Adult sites start rolling out age assurance
Ofcom has indicated that providers of online pornography are implementing highly effective age assurance across thousands of sites, in response to Ofcom’s enforcement programme in this area. Earlier this year, Ofcom wrote to hundreds of providers, collectively covering thousands of sites that publish their own pornographic content, telling them about their new obligations under Part 5 of the Online Safety Act to implement highly effective age assurance to prevent children from accessing this material. So far, it says that it has had positive engagement from across the sector and several providers have implemented highly effective age assurance in response to its enforcement programme. It is currently reviewing compliance plans and implementation timescales for other services in scope of these duties. It is also assessing the age assurance measures of providers who have not responded, and several services have been referred to Ofcom’s enforcement team, who will consider in the coming weeks whether formal enforcement action is appropriate. Details of any new investigations will be published on the Ofcom website. By July 2025, all services that allow pornography, including sites that allow user-generated pornographic content, will need to have highly effective age-checks in place to protect children from accessing it.

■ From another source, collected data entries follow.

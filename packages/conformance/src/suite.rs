//! Discovering and running fixture test cases.

use std::fmt::Write as _;
use std::fs;
use std::path::{Path, PathBuf};

use shapegraph::testrunner::errors_file_location;
use shapegraph::{
    render_result, validate_model, FixtureError, LoadError, ModelLoader, ResourceLifecycleValidator, TestCase,
    TestCaseResult, Validator,
};
use thiserror::Error;
use tracing::{debug, info, warn};

use crate::config::SuiteConfig;

/// Why a single case failed.
#[derive(Debug, Error)]
pub enum CaseError {
    #[error(transparent)]
    Fixture(#[from] FixtureError),

    #[error(transparent)]
    Load(#[from] LoadError),

    #[error("{}", render_result(.0).trim_end())]
    Mismatch(TestCaseResult),
}

/// A failing case and its model file.
#[derive(Debug)]
pub struct CaseFailure {
    pub model: PathBuf,
    pub error: CaseError,
}

#[derive(Debug, Error)]
pub enum SuiteError {
    #[error("failed to scan fixture directory {path}")]
    Scan {
        path: PathBuf,
        #[source]
        source: std::io::Error,
    },

    #[error("{}", describe_failures(.run, .failures))]
    Failed { run: usize, failures: Vec<CaseFailure> },
}

/// Counts from a run in which every case passed.
#[derive(Debug, Clone, Copy, PartialEq, Eq)]
pub struct SuiteSummary {
    pub passed: usize,
    pub skipped: usize,
}

/// Runs validators over every model in a fixture directory and compares the
/// events against each model's `.errors` fixture.
///
/// A suite runs [`ResourceLifecycleValidator`] unless validators are given
/// explicitly with [`TestSuite::with_validator`].
pub struct TestSuite {
    cases: Vec<PathBuf>,
    skipped: usize,
    validators: Vec<Box<dyn Validator>>,
    loader: ModelLoader,
    fail_fast: bool,
}

impl Default for TestSuite {
    fn default() -> Self {
        Self::new()
    }
}

impl TestSuite {
    pub fn new() -> Self {
        Self {
            cases: Vec::new(),
            skipped: 0,
            validators: Vec::new(),
            loader: ModelLoader::new(),
            fail_fast: false,
        }
    }

    /// A suite over the configured fixture directory.
    pub fn from_config(config: &SuiteConfig) -> Result<Self, SuiteError> {
        Self::new()
            .fail_fast(config.fail_fast)
            .add_model_dir(&config.fixtures_dir)
    }

    pub fn with_validator(mut self, validator: impl Validator + 'static) -> Self {
        self.validators.push(Box::new(validator));
        self
    }

    pub fn fail_fast(mut self, fail_fast: bool) -> Self {
        self.fail_fast = fail_fast;
        self
    }

    /// Add one model file. Its fixture is read when the suite runs.
    pub fn add_case(mut self, model: impl Into<PathBuf>) -> Self {
        self.cases.push(model.into());
        self
    }

    /// Add every `*.json` model under `dir` that has a `.errors` fixture next
    /// to it. Models without a fixture are skipped with a warning.
    pub fn add_model_dir(mut self, dir: impl AsRef<Path>) -> Result<Self, SuiteError> {
        let mut found = Vec::new();
        collect_models(dir.as_ref(), &mut found)?;
        found.sort();
        for model in found {
            let has_fixture = errors_file_location(&model)
                .map(|errors| errors.is_file())
                .unwrap_or(false);
            if has_fixture {
                self.cases.push(model);
            } else {
                warn!(model = %model.display(), "no .errors fixture next to model, skipping");
                self.skipped += 1;
            }
        }
        Ok(self)
    }

    pub fn cases(&self) -> &[PathBuf] {
        &self.cases
    }

    /// Run every case. Fails with every failing case unless `fail_fast` is
    /// set, in which case only the first failure is reported.
    pub fn run(&self) -> Result<SuiteSummary, SuiteError> {
        let default_validator = ResourceLifecycleValidator;
        let validators: Vec<&dyn Validator> = if self.validators.is_empty() {
            vec![&default_validator as &dyn Validator]
        } else {
            self.validators.iter().map(Box::as_ref).collect()
        };

        let mut failures = Vec::new();
        let mut run = 0;
        for model in &self.cases {
            run += 1;
            match self.run_case(model, &validators) {
                Ok(()) => debug!(model = %model.display(), "case passed"),
                Err(error) => {
                    warn!(model = %model.display(), %error, "case failed");
                    failures.push(CaseFailure {
                        model: model.clone(),
                        error,
                    });
                    if self.fail_fast {
                        break;
                    }
                }
            }
        }

        if !failures.is_empty() {
            return Err(SuiteError::Failed { run, failures });
        }
        info!(passed = run, skipped = self.skipped, "conformance suite passed");
        Ok(SuiteSummary {
            passed: run,
            skipped: self.skipped,
        })
    }

    fn run_case(&self, model_path: &Path, validators: &[&dyn Validator]) -> Result<(), CaseError> {
        let case = TestCase::from_model_file(model_path)?;
        let model = self.loader.load_file(model_path)?;
        let events = validate_model(&model, validators);
        let result = case.create_result(&events);
        if result.is_invalid() {
            return Err(CaseError::Mismatch(result));
        }
        Ok(())
    }
}

fn collect_models(dir: &Path, out: &mut Vec<PathBuf>) -> Result<(), SuiteError> {
    let scan_error = |source| SuiteError::Scan {
        path: dir.to_path_buf(),
        source,
    };
    for entry in fs::read_dir(dir).map_err(scan_error)? {
        let path = entry.map_err(scan_error)?.path();
        if path.is_dir() {
            collect_models(&path, out)?;
        } else if path.extension().is_some_and(|ext| ext == "json") {
            out.push(path);
        }
    }
    Ok(())
}

fn describe_failures(run: &usize, failures: &[CaseFailure]) -> String {
    let mut out = format!("{} of {} conformance cases failed", failures.len(), run);
    for failure in failures {
        let _ = write!(out, "\n\n{}: {}", failure.model.display(), failure.error);
    }
    out
}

Patents Court considers patent validity and infringement and FRAND terms claims validly served out of jurisdiction
In Mediatek Inc and others v Huawei Technologies Co Ltd and another [2025] EWHC 649 (Pat), the Patents Court decided that the court had validly permitted service on a defendant out of the jurisdiction regarding actions concerning validity and infringement of telecommunications patents, and the fair, reasonable and non-discriminatory (FRAND) terms for a global cross-licence. Huawei wanted to license its SEPs at the chipset rather than device level. MediaTek brought proceedings against Huawei in the Patents Court, and among other things wanted determination of a global FRAND licence. Huawei pointed to fact that the relevant acts took place around China as well as the existence of parallel proceedings brought by Huawei and MediaTek in China.